In template cases, when the template is instantiated you get the thing the template produces. So a type template when instantiated gives a type, etc.

Members (functions and variables) can become values by becoming a pointer to a member function/value. Member variable names can become a value by pairing with an object, like foo.x.

A function name can become a value by undergoing overload resolution. In some cases the function name is not overloaded, so the overload resolution is trivial.

Etc.

Function arguments are always values. They are never templates.

Template arguments can be types, type templates or values.

Your code is trying to pass a template as a value. You cannot do this without cheating. In your specific case, you want to pass a template function.

Function templates are very much second class citizens in C++. You cannot pass a function template to any other template, nor can you pass them as a value. What you can do with them is highly limited.

So we need to wrap up the template in something that can be passed around.

Here is one approach:

template<class T>struct tag_t{using type=T;};
template<class T>constexpr tag_t<T> tag{};
template<class Tag>using type_t=typename Tag::type;

auto func_template = [](auto...tags) {
  return [](auto&&...args)->decltype(auto) {
    return func< type_t<decltype(tags)>... >( decltype(args)(args)... );
  };
};

now func_template wraps a template function of kind template<class...Ts> R f(Args...) for nearly arbitrary types R, Args... and Ts...

If we assume our argument is wrapped this way, we do this:

template <class F>
void Wrapper(int n, F&& f)
{
    switch (n)
    {
        case 1:
            f(tag<std::int8_t>)();
            break;
        case 2:
            f(tag<std::int16_t>)();
            break;
        default:
            break;
    }
}

then at point of call we do:

Wrapper( 2, func_template );

and it works.

We can generate func_template using macros:

#define RETURNS(...) \
  noexcept(noexcept(__VA_ARGS__)) \
  ->decltype(__VA_ARGS__) \
  { return __VA_ARGS__; }

#define FUNC_TEMPLATE(...) \
[](auto...tags) { \
  return [](auto&&...args) \
    RETURNS( __VA_ARGS__< type_t<decltype(tags)>... >( decltype(args)(args)... ) ); \
}

and now we can change the call site to:

Wrapper( 2, FUNC_TEMPLATE(func) );

Can you move int n to template parameter? Then you can use Int2Type idiom:

template<int n> struct ParamType {
    using value = ... // here will be std::int8_t or std::int16_t depending on n
}

template <template<class> class F, int n>
void Wrapper(F f) {
    f<ParamType<n>::value>();
}

and I won't be able to make a switch in Wrapper.

How can I implement the behaviour I need?

Unfortunately you can't pass a template function, to another function, without fix the template types.

But there are many ways to do what you want using template classes (or structs).
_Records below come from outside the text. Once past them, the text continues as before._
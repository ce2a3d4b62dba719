//! Core types shared by the client and the conversation layer

use crate::ToolCallError;
use serde::{Deserialize, Serialize};
use std::fmt;

/// Tool as advertised by a server's `list_tools`
#[derive(Debug, Clone, PartialEq, Serialize, Deserialize)]
pub struct ToolDefinition {
    /// Unique name of the tool on its server
    pub name: String,
    /// Human-readable description
    #[serde(default)]
    pub description: String,
    /// JSON Schema for input parameters
    #[serde(default, rename = "inputSchema", alias = "input_schema")]
    pub input_schema: serde_json::Value,
}

impl ToolDefinition {
    /// Create a new tool definition
    pub fn new(name: impl Into<String>, description: impl Into<String>) -> Self {
        Self {
            name: name.into(),
            description: description.into(),
            input_schema: serde_json::json!({"type": "object"}),
        }
    }

    /// Set the input schema
    pub fn with_schema(mut self, schema: serde_json::Value) -> Self {
        self.input_schema = schema;
        self
    }

    /// Attach the owning server, producing a catalog entry
    pub fn owned_by(self, server: impl Into<String>) -> ToolDescriptor {
        ToolDescriptor {
            name: self.name,
            description: self.description,
            input_schema: self.input_schema,
            server: server.into(),
        }
    }
}

/// Catalog entry: a tool plus the name of the server that owns it
#[derive(Debug, Clone, PartialEq, Serialize, Deserialize)]
pub struct ToolDescriptor {
    pub name: String,
    pub description: String,
    /// Opaque to the core; handed to the model adapter unchanged
    pub input_schema: serde_json::Value,
    /// Name of the owning server
    ///
    /// Used to route tool calls to the correct session.
    pub server: String,
}

/// Raw result of a remote `call_tool`
#[derive(Debug, Clone, PartialEq, Serialize, Deserialize)]
pub struct ToolResult {
    /// Content returned by the tool
    pub content: Vec<ContentBlock>,
    /// Whether the remote tool reported an error
    #[serde(default)]
    pub is_error: bool,
}

impl ToolResult {
    /// Create a successful text result
    pub fn text(content: impl Into<String>) -> Self {
        Self {
            content: vec![ContentBlock::Text {
                text: content.into(),
            }],
            is_error: false,
        }
    }

    /// Create an error result
    pub fn error(message: impl Into<String>) -> Self {
        Self {
            content: vec![ContentBlock::Text {
                text: message.into(),
            }],
            is_error: true,
        }
    }

    /// Concatenated text of all text blocks
    pub fn joined_text(&self) -> String {
        join_text(&self.content)
    }
}

/// Content block in MCP responses
#[derive(Debug, Clone, PartialEq, Serialize, Deserialize)]
#[serde(tag = "type", rename_all = "lowercase")]
pub enum ContentBlock {
    /// Text content
    Text { text: String },
    /// Image content (base64 encoded)
    Image { data: String, mime_type: String },
    /// Resource reference
    Resource { uri: String, text: Option<String> },
}

impl ContentBlock {
    /// Get text content if this is a text block
    pub fn as_text(&self) -> Option<&str> {
        match self {
            ContentBlock::Text { text } => Some(text),
            _ => None,
        }
    }
}

fn join_text(blocks: &[ContentBlock]) -> String {
    blocks
        .iter()
        .filter_map(|block| match block {
            ContentBlock::Text { text } => Some(text.as_str()),
            ContentBlock::Resource { text, .. } => text.as_deref(),
            ContentBlock::Image { .. } => None,
        })
        .collect::<Vec<_>>()
        .join("\n")
}

/// Outcome of dispatching one tool call
///
/// Always produced, never raised: failures are carried in `error` so the
/// orchestrator can hand them back to the model.
#[derive(Debug, Clone, PartialEq, Serialize, Deserialize)]
pub struct ToolCallResult {
    /// Name of the tool that was requested
    pub tool: String,
    /// Server that handled the call, if the name resolved
    pub server: Option<String>,
    pub success: bool,
    /// Payload on success
    pub content: Vec<ContentBlock>,
    /// Failure on error
    #[serde(skip)]
    pub error: Option<ToolCallError>,
    /// Message preserved from the failure
    pub error_message: Option<String>,
}

impl ToolCallResult {
    /// Successful result
    pub fn success(
        tool: impl Into<String>,
        server: impl Into<String>,
        content: Vec<ContentBlock>,
    ) -> Self {
        Self {
            tool: tool.into(),
            server: Some(server.into()),
            success: true,
            content,
            error: None,
            error_message: None,
        }
    }

    /// Failed result
    pub fn failure(tool: impl Into<String>, server: Option<String>, error: ToolCallError) -> Self {
        Self {
            tool: tool.into(),
            server,
            success: false,
            content: Vec::new(),
            error_message: Some(error.to_string()),
            error: Some(error),
        }
    }

    /// Text handed back to the model: the content on success, the error
    /// message otherwise
    pub fn to_model_text(&self) -> String {
        if self.success {
            join_text(&self.content)
        } else {
            format!(
                "Error: {}",
                self.error_message.as_deref().unwrap_or("tool call failed")
            )
        }
    }
}

/// Role of a message in the conversation history
#[derive(Debug, Clone, Copy, PartialEq, Eq, Hash, Serialize, Deserialize)]
#[serde(rename_all = "lowercase")]
pub enum Role {
    System,
    User,
    Assistant,
    Tool,
}

impl Role {
    pub const fn as_str(self) -> &'static str {
        match self {
            Role::System => "system",
            Role::User => "user",
            Role::Assistant => "assistant",
            Role::Tool => "tool",
        }
    }
}

impl fmt::Display for Role {
    fn fmt(&self, f: &mut fmt::Formatter<'_>) -> fmt::Result {
        f.write_str(self.as_str())
    }
}

/// A tool call requested by the model
#[derive(Debug, Clone, PartialEq, Serialize, Deserialize)]
pub struct ToolCall {
    /// Provider-assigned id used to pair the result with the request
    pub id: String,
    pub name: String,
    pub arguments: serde_json::Value,
}

impl ToolCall {
    pub fn new(id: impl Into<String>, name: impl Into<String>, arguments: serde_json::Value) -> Self {
        Self {
            id: id.into(),
            name: name.into(),
            arguments,
        }
    }
}

/// One entry of the conversation history
#[derive(Debug, Clone, PartialEq, Serialize, Deserialize)]
pub struct ConversationMessage {
    pub role: Role,
    pub content: String,
    /// Ordered tool calls requested by an assistant message
    #[serde(default, skip_serializing_if = "Vec::is_empty")]
    pub tool_calls: Vec<ToolCall>,
    /// On tool messages: id of the call this result answers
    #[serde(default, skip_serializing_if = "Option::is_none")]
    pub tool_call_id: Option<String>,
    /// On tool messages: name of the tool that produced the result
    #[serde(default, skip_serializing_if = "Option::is_none")]
    pub name: Option<String>,
}

impl ConversationMessage {
    fn plain(role: Role, content: impl Into<String>) -> Self {
        Self {
            role,
            content: content.into(),
            tool_calls: Vec::new(),
            tool_call_id: None,
            name: None,
        }
    }

    /// Create a system message
    pub fn system(content: impl Into<String>) -> Self {
        Self::plain(Role::System, content)
    }

    /// Create a user message
    pub fn user(content: impl Into<String>) -> Self {
        Self::plain(Role::User, content)
    }

    /// Create an assistant message
    pub fn assistant(content: impl Into<String>) -> Self {
        Self::plain(Role::Assistant, content)
    }

    /// Create an assistant message that requests tool calls
    pub fn assistant_with_calls(content: impl Into<String>, tool_calls: Vec<ToolCall>) -> Self {
        Self {
            tool_calls,
            ..Self::plain(Role::Assistant, content)
        }
    }

    /// Create a tool-result message answering `call`
    pub fn tool_result(call: &ToolCall, result: &ToolCallResult) -> Self {
        Self {
            tool_call_id: Some(call.id.clone()),
            name: Some(call.name.clone()),
            ..Self::plain(Role::Tool, result.to_model_text())
        }
    }
}
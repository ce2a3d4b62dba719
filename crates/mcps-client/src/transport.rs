//! rmcp-backed sessions for the `sse` and `http` transports
//!
//! Both transports run over a `reqwest::Client` that carries the configured
//! headers as default headers, so authentication is simply forwarded.

use async_trait::async_trait;
use mcps_core::{
    ContentBlock, McpError, McpResult, McpSession, ServerConfig, SessionConnector,
    ToolDefinition, ToolResult, TransportKind,
};
use reqwest::header::{HeaderMap, HeaderName, HeaderValue};
use rmcp::model::{CallToolRequestParam, CallToolResult, RawContent};
use rmcp::service::RunningService;
use rmcp::transport::sse_client::SseClientConfig;
use rmcp::transport::streamable_http_client::StreamableHttpClientTransportConfig;
use rmcp::transport::{SseClientTransport, StreamableHttpClientTransport};
use rmcp::{RoleClient, ServiceExt};
use serde_json::Value;
use tracing::debug;

type ClientService = RunningService<RoleClient, ()>;

/// Opens real MCP sessions with `rmcp`
#[derive(Debug, Clone, Default)]
pub struct RmcpConnector;

impl RmcpConnector {
    pub fn new() -> Self {
        Self
    }

    fn http_client(&self, config: &ServerConfig) -> McpResult<reqwest::Client> {
        reqwest::Client::builder()
            .connect_timeout(config.timeout())
            .default_headers(header_map(config)?)
            .build()
            .map_err(|e| McpError::connection(&config.name, format!("build HTTP client: {}", e)))
    }
}

fn header_map(config: &ServerConfig) -> McpResult<HeaderMap> {
    let mut headers = HeaderMap::new();
    for (key, value) in &config.headers {
        let name = HeaderName::from_bytes(key.as_bytes()).map_err(|e| {
            McpError::connection(&config.name, format!("invalid header name '{}': {}", key, e))
        })?;
        let value = HeaderValue::from_str(value).map_err(|e| {
            McpError::connection(&config.name, format!("invalid value for header '{}': {}", key, e))
        })?;
        headers.insert(name, value);
    }
    Ok(headers)
}

#[async_trait]
impl SessionConnector for RmcpConnector {
    async fn connect(&self, config: &ServerConfig) -> McpResult<Box<dyn McpSession>> {
        let http_client = self.http_client(config)?;

        let service: ClientService = match config.transport {
            TransportKind::Sse => {
                let sse_config = SseClientConfig {
                    sse_endpoint: config.url.clone().into(),
                    ..Default::default()
                };
                let transport = SseClientTransport::start_with_client(http_client, sse_config)
                    .await
                    .map_err(|e| {
                        McpError::connection(&config.name, format!("create SSE transport: {}", e))
                    })?;

                ().serve(transport).await.map_err(|e| {
                    McpError::connection(&config.name, format!("initialize SSE client: {}", e))
                })?
            }
            TransportKind::Http => {
                let transport = StreamableHttpClientTransport::with_client(
                    http_client,
                    StreamableHttpClientTransportConfig::with_uri(config.url.clone()),
                );

                ().serve(transport).await.map_err(|e| {
                    McpError::connection(&config.name, format!("initialize HTTP client: {}", e))
                })?
            }
        };

        debug!(
            "Session established with {} at {} ({})",
            config.name, config.url, config.transport
        );

        Ok(Box::new(RmcpSession {
            server: config.name.clone(),
            service: Some(service),
        }))
    }
}

/// One running rmcp client service
struct RmcpSession {
    server: String,
    service: Option<ClientService>,
}

impl RmcpSession {
    fn service(&self) -> McpResult<&ClientService> {
        self.service
            .as_ref()
            .ok_or_else(|| McpError::SessionClosed(self.server.clone()))
    }
}

#[async_trait]
impl McpSession for RmcpSession {
    async fn list_tools(&self) -> McpResult<Vec<ToolDefinition>> {
        let raw_tools = self
            .service()?
            .list_all_tools()
            .await
            .map_err(|e| McpError::connection(&self.server, format!("list tools: {}", e)))?;

        Ok(raw_tools
            .into_iter()
            .map(|t| ToolDefinition {
                name: t.name.to_string(),
                description: t.description.map(|d| d.to_string()).unwrap_or_default(),
                input_schema: Value::Object((*t.input_schema).clone()),
            })
            .collect())
    }

    async fn call_tool(&self, name: &str, arguments: Value) -> McpResult<ToolResult> {
        let arguments = match arguments {
            Value::Object(map) => Some(map),
            Value::Null => None,
            other => {
                return Err(McpError::execution(
                    name,
                    format!("arguments must be a JSON object, got {}", other),
                ))
            }
        };

        let result = self
            .service()?
            .call_tool(CallToolRequestParam {
                name: name.to_string().into(),
                arguments,
            })
            .await
            .map_err(|e| McpError::execution(name, e))?;

        Ok(convert_call_result(result))
    }

    async fn close(&mut self) -> McpResult<()> {
        if let Some(service) = self.service.take() {
            service
                .cancel()
                .await
                .map_err(|e| McpError::connection(&self.server, format!("close: {}", e)))?;
        }
        Ok(())
    }
}

/// Map an rmcp result into core content blocks. Anything that is neither
/// text nor image is kept as its JSON form so nothing is silently dropped.
fn convert_call_result(result: CallToolResult) -> ToolResult {
    let mut content: Vec<ContentBlock> = result
        .content
        .iter()
        .map(|c| match &c.raw {
            RawContent::Text(t) => ContentBlock::Text {
                text: t.text.clone(),
            },
            RawContent::Image(image) => ContentBlock::Image {
                data: image.data.clone(),
                mime_type: image.mime_type.clone(),
            },
            other => ContentBlock::Text {
                text: serde_json::to_string(other).unwrap_or_default(),
            },
        })
        .collect();

    if content.is_empty() {
        if let Some(structured) = result.structured_content {
            content.push(ContentBlock::Text {
                text: structured.to_string(),
            });
        }
    }

    ToolResult {
        content,
        is_error: result.is_error.unwrap_or(false),
    }
}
By example, following your request based on a template-template argument, you can put a static function inside a template struct (I suggest static, so you don't need to object of that type)

template <typename>
struct foo
 {
   static void func ()
    {
      // ... body of func()
    }
 };

and you have to pass foo explicating it as template parameter

Wrapper<foo>(1);
Wrapper<foo>(2);

Wrapper() become

template <template <typename> class F>
void Wrapper (int n)
{
    switch (n)
    {
        case 1:
            F<std::int8_t>::func();
            break;
        case 2:
            F<std::int16_t>::func();
            break;
        default:
            break;
    }
}

Another way is make a not-template class/struct with a template method

struct bar
 {
   template <typename>
   static void func ()
    {
      // ... body of func()
    }
 };

that you can use in the same way

Wrapper<bar>(1);
Wrapper<bar>(2);

or, if you prefer, in deducing the type using a bar object

bar  b0;

Wrapper(bar{}, 1);
Wrapper(b0,    2);

In first case the signature for Wrapper is simply

template <typename F>
void Wrapper (int n)

where in second case become

template <typename F>
void Wrapper (F const &, int n)

In both case you have to explicate the template calling func()

        F::template func<std::int8_t>();

        // ...

        F::template func<std::int16_t>();